Let $z = f(x,y)$ be the differentiable function given implicitly by $x^3 +y^3 +z^3 + xyz =9$ and such that $f(0,1)=2$.

1. Find $\nabla f$ at the point $P_0 = (0, 1)$.
2. Find the rate and direction of the steepest increase of $f$ at $P_0$.

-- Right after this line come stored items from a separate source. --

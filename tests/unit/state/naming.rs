use super::*;

fn state_in(city: &str) -> PosterState {
    let mut s = PosterState::default();
    s.location.city = city.to_owned();
    s
}

#[test]
fn name_is_derived_from_city_and_date() {
    let date = NaiveDate::from_ymd_opt(2024, 3, 9).unwrap();
    assert_eq!(
        export_file_name(&state_in("São Paulo"), date, ExportFormat::Png),
        "map-poster-sao-paulo-2024-03-09.png"
    );
    assert_eq!(
        export_file_name(&state_in("New York"), date, ExportFormat::Pdf),
        "map-poster-new-york-2024-03-09.pdf"
    );
}

#[test]
fn blank_city_gets_a_placeholder() {
    let date = NaiveDate::from_ymd_opt(2025, 12, 31).unwrap();
    assert_eq!(
        export_file_name(&state_in("  "), date, ExportFormat::Jpg),
        "map-poster-untitled-2025-12-31.jpg"
    );
}
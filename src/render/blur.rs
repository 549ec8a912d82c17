use crate::foundation::error::{PosterError, PosterResult};

/// Separable gaussian weights in Q16 fixed point; sums to exactly `1 << 16`.
#[derive(Debug, Clone, PartialEq)]
pub(crate) struct GaussianKernel {
    weights: Vec<u32>,
}

impl GaussianKernel {
    pub(crate) fn new(radius: u32, sigma: f32) -> PosterResult<Self> {
        if radius == 0 {
            return Ok(Self {
                weights: vec![1 << 16],
            });
        }
        if !sigma.is_finite() || sigma <= 0.0 {
            return Err(PosterError::validation("blur sigma must be > 0"));
        }

        let r = radius as i64;
        let denom = 2.0 * f64::from(sigma) * f64::from(sigma);
        let raw: Vec<f64> = (-r..=r)
            .map(|i| (-((i * i) as f64) / denom).exp())
            .collect();
        let sum: f64 = raw.iter().sum();

        let mut weights: Vec<u32> = raw
            .iter()
            .map(|w| ((w / sum) * 65536.0).round().clamp(0.0, 65536.0) as u32)
            .collect();
        // Rounding drift goes to the centre tap so flat regions stay flat.
        let total: i64 = weights.iter().map(|&w| i64::from(w)).sum();
        let mid = weights.len() / 2;
        weights[mid] = (i64::from(weights[mid]) + 65536 - total).clamp(0, 65536) as u32;

        Ok(Self { weights })
    }

    pub(crate) fn radius(&self) -> usize {
        self.weights.len() / 2
    }
}

/// Gaussian blur over premultiplied RGBA8 with clamped edges.
pub fn blur_rgba8_premul(
    src: &[u8],
    width: u32,
    height: u32,
    radius: u32,
    sigma: f32,
) -> PosterResult<Vec<u8>> {
    let expected = (width as usize)
        .checked_mul(height as usize)
        .and_then(|v| v.checked_mul(4))
        .ok_or_else(|| PosterError::validation("blur buffer size overflow"))?;
    if src.len() != expected {
        return Err(PosterError::validation(format!(
            "blur expects {expected} bytes for {width}x{height}, got {}",
            src.len()
        )));
    }
    if radius == 0 || expected == 0 {
        return Ok(src.to_vec());
    }

    let kernel = GaussianKernel::new(radius, sigma)?;
    let (w, h) = (width as usize, height as usize);
    let mut tmp = vec![0u8; expected];
    let mut out = vec![0u8; expected];
    // Rows then columns: `len` samples per line, `step` pixels between samples.
    convolve(src, &mut tmp, &kernel, h, w, |line, i| line * w + i);
    convolve(&tmp, &mut out, &kernel, w, h, |line, i| i * w + line);
    Ok(out)
}

fn convolve(
    src: &[u8],
    dst: &mut [u8],
    kernel: &GaussianKernel,
    lines: usize,
    len: usize,
    index: impl Fn(usize, usize) -> usize,
) {
    let r = kernel.radius() as isize;
    let last = len as isize - 1;
    for line in 0..lines {
        for i in 0..len {
            let mut acc = [0u64; 4];
            for (k, &weight) in kernel.weights.iter().enumerate() {
                let s = (i as isize + k as isize - r).clamp(0, last) as usize;
                let px = index(line, s) * 4;
                for (c, a) in acc.iter_mut().enumerate() {
                    *a += u64::from(weight) * u64::from(src[px + c]);
                }
            }
            let px = index(line, i) * 4;
            for (c, a) in acc.into_iter().enumerate() {
                dst[px + c] = ((a + 32768) >> 16).min(255) as u8;
            }
        }
    }
}

#[cfg(test)]
#[path = "../../tests/unit/render/blur.rs"]
mod tests;
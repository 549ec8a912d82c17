use std::time::Duration;

use async_trait::async_trait;
use reqwest::StatusCode;

use crate::foundation::error::{PosterError, PosterResult};
use crate::provider::tiles::{TileId, TileSource, UrlTemplate};

/// Raster tiles fetched over HTTP(S) from a `{z}/{x}/{y}` URL template.
#[derive(Debug, Clone)]
pub struct HttpTileSource {
    client: reqwest::Client,
    template: UrlTemplate,
}

impl HttpTileSource {
    pub fn new(template: UrlTemplate) -> PosterResult<Self> {
        let client = reqwest::Client::builder()
            .user_agent(concat!("posterforge/", env!("CARGO_PKG_VERSION")))
            .timeout(Duration::from_secs(20))
            .build()
            .map_err(|e| PosterError::configuration(format!("http client: {e}")))?;
        Ok(Self { client, template })
    }
}

#[async_trait]
impl TileSource for HttpTileSource {
    fn check_config(&self) -> PosterResult<()> {
        self.template.check()
    }

    async fn fetch(&self, tile: TileId) -> PosterResult<Option<Vec<u8>>> {
        let url = self.template.expand(tile)?;
        let resp = self
            .client
            .get(&url)
            .send()
            .await
            .map_err(|e| PosterError::provider(format!("GET tile {tile:?}: {e}")))?;

        match resp.status() {
            StatusCode::NOT_FOUND | StatusCode::NO_CONTENT => Ok(None),
            s if s.is_success() => {
                let bytes = resp
                    .bytes()
                    .await
                    .map_err(|e| PosterError::provider(format!("tile body {tile:?}: {e}")))?;
                Ok(Some(bytes.to_vec()))
            }
            StatusCode::UNAUTHORIZED | StatusCode::FORBIDDEN => Err(PosterError::configuration(
                format!("tile server rejected credentials ({})", resp.status()),
            )),
            s if s.is_server_error() || s == StatusCode::TOO_MANY_REQUESTS => Err(
                PosterError::provider(format!("tile server returned {s} for {tile:?}")),
            ),
            s => Err(PosterError::validation(format!(
                "tile server returned {s} for {tile:?}"
            ))),
        }
    }
}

3. Find $(D_u f)(P_0)$, where $u = (\mathbf{i}+\mathbf{j})/\sqrt{2}$.
-
What have you tried so far? – Javier Badia Oct 30 '12 at 19:20
actually i know the whole process when the given function is not implicit, however, i could not understand how should i do when it is implicit – Yigit Oct 30 '12 at 19:28

Let me give you a few hints: $$\nabla f = \left\langle {\frac{{\partial f}}{{\partial x}},\frac{{\partial f}}{{\partial y}},\frac{{\partial f}}{{\partial z}}} \right\rangle$$ and $${D_u}f({P_0}) = \nabla f({P_0}) \cdot \hat u.$$ Also, we know that $\nabla f$ points in the direction of max increase, therefore $|\nabla f|$ gives the max rate. It does not matter if the function is defined implicitly, the procedure is the same. Even if $z = f(x,y)$, we can still write $g(x,y,z) = f(x,y) - z$.